Cumhurbaşkanı Erdoğan'ın "bir gece ansızın gelebiliriz" açıklaması ve bunu farklı platformlarda tekraren vurgulanması kanaatimce Yunanistan'a iletilen en güçlü mesaj. Atina'nın başta Ege olmak üzere iki ülke arasındaki dengeyi bozmaya yönelik adımlarına Türkiye'nin sessiz kalmayacağının net bir ifadesi. Bu noktada Atina'nın provokasyonları devam ederse önümüzdeki dönemde bunlara karşı Türkiye'nin yeni askeri ve zorlayıcı adımlar atması yüksek ihtimal. Ancak bu adımların Yunanistan'ın arzu ettiği gibi Türkiye'yi farklı ülkelerle ikili ilişkileri konusunda veya uluslararası toplum karşısında zor durumda bırakacak nitelikte olacağını düşünmüyorum.

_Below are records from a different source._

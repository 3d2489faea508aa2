use log::info;
use rand::Rng;
use serde::{Deserialize, Serialize};

use crate::error::CoachError;

#[derive(Serialize, Deserialize, Clone, Copy, Debug, PartialEq, Eq)]
#[serde(rename_all = "lowercase")]
pub enum Difficulty {
    Easy,
    Medium,
    Hard,
}

impl Difficulty {
    /// Permissive parse: anything outside the known set means
    /// "no filter", so callers get the full catalog instead of an error.
    pub fn parse(s: &str) -> Option<Self> {
        match s.trim().to_lowercase().as_str() {
            "easy" => Some(Difficulty::Easy),
            "medium" => Some(Difficulty::Medium),
            "hard" => Some(Difficulty::Hard),
            _ => None,
        }
    }

    /// Menu mapping: choices 1/2/3 pick easy/medium/hard, anything
    /// else falls back to medium.
    pub fn from_menu_choice(choice: &str) -> Self {
        match choice.trim() {
            "1" => Difficulty::Easy,
            "2" => Difficulty::Medium,
            "3" => Difficulty::Hard,
            _ => Difficulty::Medium,
        }
    }

    pub fn as_str(&self) -> &'static str {
        match self {
            Difficulty::Easy => "easy",
            Difficulty::Medium => "medium",
            Difficulty::Hard => "hard",
        }
    }
}

#[derive(Serialize, Deserialize, Clone, Copy, Debug, PartialEq, Eq)]
#[serde(rename_all = "lowercase")]
pub enum Category {
    Behavioral,
    Technical,
    Situational,
}

/// An immutable catalog entry. Responses and feedback never land on the
/// question itself; they go into a fresh `SessionTurn` so the catalog
/// stays a clean template across sessions.
#[derive(Serialize, Deserialize, Clone, Debug, PartialEq, Eq)]
pub struct Question {
    pub text: String,
    pub category: Category,
    pub difficulty: Difficulty,
}

impl Question {
    pub fn new(text: &str, category: Category, difficulty: Difficulty) -> Self {
        Self {
            text: text.to_string(),
            category,
            difficulty,
        }
    }
}

pub struct QuestionBank {
    catalog: Vec<Question>,
}

impl QuestionBank {
    pub fn new(catalog: Vec<Question>) -> Self {
        Self { catalog }
    }

    /// The built-in practice set.
    pub fn default_catalog() -> Self {
        Self::new(vec![
            Question::new(
                "Tell me about yourself.",
                Category::Behavioral,
                Difficulty::Easy,
            ),
            Question::new(
                "What are your greatest strengths?",
                Category::Behavioral,
                Difficulty::Medium,
            ),
            Question::new(
                "Where do you see yourself in 5 years?",
                Category::Behavioral,
                Difficulty::Medium,
            ),
            Question::new(
                "Describe a challenging situation at work and how you handled it.",
                Category::Behavioral,
                Difficulty::Hard,
            ),
        ])
    }

    pub fn len(&self) -> usize {
        self.catalog.len()
    }

    pub fn is_empty(&self) -> bool {
        self.catalog.is_empty()
    }

    /// Picks the next question, uniformly at random over the entries
    /// matching `difficulty` (or the whole catalog when unfiltered).
    ///
    /// An empty filtered set is a catalog misconfiguration and fails
    /// with `NoQuestionsAvailable` rather than handing back a question
    /// of the wrong difficulty.
    pub fn select_next(&self, difficulty: Option<Difficulty>) -> Result<Question, CoachError> {
        let eligible: Vec<&Question> = self
            .catalog
            .iter()
            .filter(|q| difficulty.map_or(true, |d| q.difficulty == d))
            .collect();

        if eligible.is_empty() {
            return Err(CoachError::NoQuestionsAvailable { difficulty });
        }

        // Explicit uniform index pick; gen_range is well defined on any
        // non-empty range, unlike a generic choose-from-sequence helper.
        let index = rand::thread_rng().gen_range(0..eligible.len());
        let question = eligible[index].clone();
        info!(
            "🎯 Selected {} question: {}",
            question.difficulty.as_str(),
            question.text.chars().take(50).collect::<String>()
        );
        Ok(question)
    }
}

impl Default for QuestionBank {
    fn default() -> Self {
        Self::default_catalog()
    }
}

Cumhurbaşkanı Erdoğan, Türk diplomasisi ve güvenlik/savunma bürokrasisi, Yunanistan'ın tahriklerine kapılmayacak kadar tecrübeli. Bu nedenle atılacak zorlayıcı adımın muhtemelen birden fazla alanda olması, Yunanistan'ı yeni bir hamle yapmaya zorlaması ve uluslararası hukuk önünde zor durumda bırakması daha olası. Bu noktada Yunanistan'ın gayri-askeri statüyü ihlal ettiği adalara ve Yunanistan'a ait olmayan ada, adacık ve kayalıklara yönelik karşı hamleler ilk aşamada akla geliyor. Ayrıca hava sahasındaki kapışmalar ve Yunan sahil güvenliğinin attığı hukuksuz ve gayri-insani adımlara yönelik karşı hamleler de söz konusu olabilir.